▶ Task description
In the entries below, find every line holding the string "entity" and collect it.

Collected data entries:
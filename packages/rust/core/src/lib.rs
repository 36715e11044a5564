//! Core logic engine: scheduling, the job queue, the bounded worker, and the
//! version chain.
//!
//! Control flow: [`Scheduler`] enqueues jobs on the [`JobQueue`], the
//! [`Worker`] claims them and runs the [`Distiller`], and the
//! [`VersionChainManager`] commits each result as a new active version.

pub mod diff;
pub mod distiller;
pub mod queue;
pub mod scheduler;
pub mod versions;
pub mod worker;

#[cfg(test)]
mod testing;

pub use diff::{CategoryDiff, VersionDiff, diff_versions};
pub use distiller::{
    Distillation, DistillOptions, Distiller, DomainContext, OpenAiDistiller, Usage,
};
pub use queue::JobQueue;
pub use scheduler::{Scheduler, SchedulerReport, TriggerPolicy, spawn_scheduler_loop};
pub use versions::{VersionChainManager, VersionOrigin};
pub use worker::{TickOutcome, Worker, WorkerSettings, spawn_worker_loop};
//! Shared types, error model, and configuration for the core logic engine.
//!
//! This crate is the foundation depended on by all other workspace crates.
//! It provides:
//! - [`CoreLogicError`], the unified error type
//! - Domain types ([`Domain`], [`KnowledgeItem`], [`CoreLogicVersion`], [`DistillationJob`])
//! - Configuration ([`AppConfig`], config loading, env overrides)

pub mod config;
pub mod error;
pub mod types;

// Re-export public API at crate root for ergonomic imports.
pub use config::{
    AppConfig, DistillationConfig, ProviderConfig, StorageConfig, WorkerConfig, config_dir,
    config_file_path, init_config, load_config, load_config_from, validate_api_key,
};
pub use error::{CoreLogicError, Result};
pub use types::{
    CategoryDelta, ChangeCounts, ChangelogEntry, ContentCategory, CoreLogicContent,
    CoreLogicVersion, DistillationJob, Domain, JobResultSummary, JobStatus, KnowledgeItem,
    TriggeredBy, format_timestamp, new_id, parse_timestamp,
};
//! Error types for the core logic engine.
//!
//! Library crates use [`CoreLogicError`] via `thiserror`.
//! The CLI wraps this with `color-eyre` for rich diagnostics.

use std::path::PathBuf;

/// Top-level error type for all core logic operations.
#[derive(Debug, thiserror::Error)]
pub enum CoreLogicError {
    /// Configuration loading/validation error, or a required capability
    /// (store, distiller) is unavailable at startup.
    #[error("config error: {message}")]
    Config { message: String },

    /// A referenced domain, version, or job does not exist.
    #[error("{kind} not found: {id}")]
    NotFound { kind: &'static str, id: String },

    /// Malformed input, rejected before any state mutation.
    #[error("validation error: {message}")]
    Validation { message: String },

    /// Distiller invocation failed (transport, quota, malformed output).
    #[error("provider error: {0}")]
    Provider(String),

    /// Database or storage layer error.
    #[error("storage error: {0}")]
    Storage(String),

    /// The active version moved underneath a commit.
    #[error("conflict: {0}")]
    Conflict(String),

    /// A job was asked to make a transition its current status forbids.
    #[error("job {job_id} cannot transition from {from} to {to}")]
    InvalidTransition {
        job_id: String,
        from: String,
        to: String,
    },

    /// Filesystem I/O error.
    #[error("I/O error at {path:?}: {source}")]
    Io {
        path: PathBuf,
        source: std::io::Error,
    },

    /// Serialization or deserialization error.
    #[error("parse error: {message}")]
    Parse { message: String },
}

/// Convenience alias used throughout the codebase.
pub type Result<T> = std::result::Result<T, CoreLogicError>;

impl CoreLogicError {
    /// Create a config error from any displayable message.
    pub fn config(msg: impl Into<String>) -> Self {
        Self::Config {
            message: msg.into(),
        }
    }

    /// Create a validation error from any displayable message.
    pub fn validation(msg: impl Into<String>) -> Self {
        Self::Validation {
            message: msg.into(),
        }
    }

    /// Create a parse error from any displayable message.
    pub fn parse(msg: impl Into<String>) -> Self {
        Self::Parse {
            message: msg.into(),
        }
    }

    /// Create a not-found error for the given entity kind and identifier.
    pub fn not_found(kind: &'static str, id: impl Into<String>) -> Self {
        Self::NotFound {
            kind,
            id: id.into(),
        }
    }

    /// Wrap a `std::io::Error` with a path for context.
    pub fn io(path: impl Into<PathBuf>, source: std::io::Error) -> Self {
        Self::Io {
            path: path.into(),
            source,
        }
    }

    /// Whether this error reports a missing entity.
    pub fn is_not_found(&self) -> bool {
        matches!(self, Self::NotFound { .. })
    }
}

impl From<serde_json::Error> for CoreLogicError {
    fn from(e: serde_json::Error) -> Self {
        Self::parse(e.to_string())
    }
}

▶ Response box
    /// Create a not-found error for the given entity kind and identifier.
    /// Whether this error reports a missing entity.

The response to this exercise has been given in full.